The $25,000 exemption may be cold comfort for many taxpayers. It's pretty easy to broach the $100,000 AGI threshold (which hasn't changed since it was put in the law in 1986). And, as a result, the limitation allows the losses to be used only when you're in a lower bracket.
 

Real Estate Professionals

Some investors have another option. "Qualifying taxpayers" also known as "real estate professionals" can deduct rental property losses without the limitations discussed above. For example, you've got three rental properties where the net losses from the properties total $75,000. If you qualify, the entire $75,000 can be deducted. A taxpayer is a real estate professional if:

The taxpayer owns at least one interest in rental real estate, more than one-half of the personal services the taxpayer performs in trades or businesses during the tax year are performed in real property trades or businesses in which the taxpayer materially participates, and the taxpayer performs more than 750 hours of service during the tax year in real property trades or businesses in which the taxpayer materially participates.

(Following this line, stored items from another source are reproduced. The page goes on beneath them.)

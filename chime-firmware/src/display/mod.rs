//! Front panel display
//!
//! The controller task publishes a [`DisplayState`] snapshot; the display
//! task renders it onto the SH1106 panel.

pub mod sh1106;

use embassy_sync::blocking_mutex::raw::CriticalSectionRawMutex;
use embassy_sync::mutex::Mutex;
use embedded_graphics::mono_font::ascii::{FONT_10X20, FONT_6X10};
use embedded_graphics::mono_font::MonoTextStyle;
use embedded_graphics::pixelcolor::BinaryColor;
use embedded_graphics::prelude::*;
use embedded_graphics::text::{Alignment, Baseline, Text, TextStyleBuilder};

use chime_core::{ClockTime, ControllerState};

/// Blink half-period of the flashing alert
pub const FLASH_PERIOD_MS: u64 = 250;

/// Whether sensor samples are arriving
#[derive(Debug, Clone, Copy, PartialEq, Eq)]
#[cfg_attr(feature = "defmt", derive(defmt::Format))]
pub enum LinkStatus {
    /// No sample received yet
    Waiting,
    /// Samples are arriving
    Receiving,
    /// The link closed or failed; ingestion has stopped
    Lost,
}

/// Everything the panel shows
#[derive(Debug, Clone, Copy)]
pub struct DisplayState {
    pub time: ClockTime,
    pub hour_caption: &'static str,
    pub minute_caption: &'static str,
    pub mode: ControllerState,
    pub ringing: bool,
    pub flashing: bool,
    pub inverted: bool,
    pub locked: bool,
    pub link: LinkStatus,
}

impl DisplayState {
    pub const fn new() -> Self {
        Self {
            time: ClockTime::MIDNIGHT,
            hour_caption: "Set Hour",
            minute_caption: "Set Minute",
            mode: ControllerState::Idle,
            ringing: false,
            flashing: false,
            inverted: false,
            locked: false,
            link: LinkStatus::Waiting,
        }
    }

    /// Top status line
    fn status(&self) -> &'static str {
        if self.ringing {
            return "ALARM!";
        }
        match self.link {
            LinkStatus::Waiting => return "Waiting for sensor",
            LinkStatus::Lost => return "Sensor link lost",
            LinkStatus::Receiving => {}
        }
        match self.mode {
            ControllerState::Idle => "",
            ControllerState::SettingHour => "Turn knob: hour",
            ControllerState::SettingMinute => "Turn knob: minute",
            ControllerState::AlarmActive => "Alarm armed",
        }
    }
}

impl Default for DisplayState {
    fn default() -> Self {
        Self::new()
    }
}

/// Current panel contents, written by the controller task
pub static DISPLAY_STATE: Mutex<CriticalSectionRawMutex, DisplayState> =
    Mutex::new(DisplayState::new());

/// Draw a full frame
pub fn render<D>(state: &DisplayState, target: &mut D) -> Result<(), D::Error>
where
    D: DrawTarget<Color = BinaryColor>,
{
    target.clear(BinaryColor::Off)?;

    let small = MonoTextStyle::new(&FONT_6X10, BinaryColor::On);
    let large = MonoTextStyle::new(&FONT_10X20, BinaryColor::On);
    let centered = TextStyleBuilder::new()
        .alignment(Alignment::Center)
        .baseline(Baseline::Middle)
        .build();

    Text::with_baseline(state.status(), Point::new(0, 0), small, Baseline::Top).draw(target)?;

    let time = state.time.format();
    Text::with_text_style(time.as_str(), Point::new(64, 28), large, centered).draw(target)?;

    let (first, second) = if state.locked {
        ("Controls locked", "Reset to unlock")
    } else {
        (state.hour_caption, state.minute_caption)
    };
    Text::with_baseline(first, Point::new(0, 44), small, Baseline::Top).draw(target)?;
    Text::with_baseline(second, Point::new(0, 54), small, Baseline::Top).draw(target)?;

    Ok(())
}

Real property trade or business, as defined here, means any real property development, redevelopment, construction, reconstruction, acquisition, conversion, rental, operation, management, leasing, or brokerage trade or business. If you are an employee of the business, the work only counts if you are at least a 5-percent owner at all times during the year. For example, you have a 50%-interest in an LLC in the construction business.

Taxpayers who have a number of properties may meet the 750-hour threshold by simply working on the properties. For example, Sue owns five single-family properties and a seven-unit strip mall. She also has at least one property she's rehabbing at all times. She not only does recordkeeping, banking, and administrative functions for the properties, she oversees maintenance, renovations, gets building permits, etc. Her time spent at these activities during the year exceeds 750 hours and, aside from a couple of hours a week working for her husband's business, that's her only trade or business. Sue qualifies as a real estate professional.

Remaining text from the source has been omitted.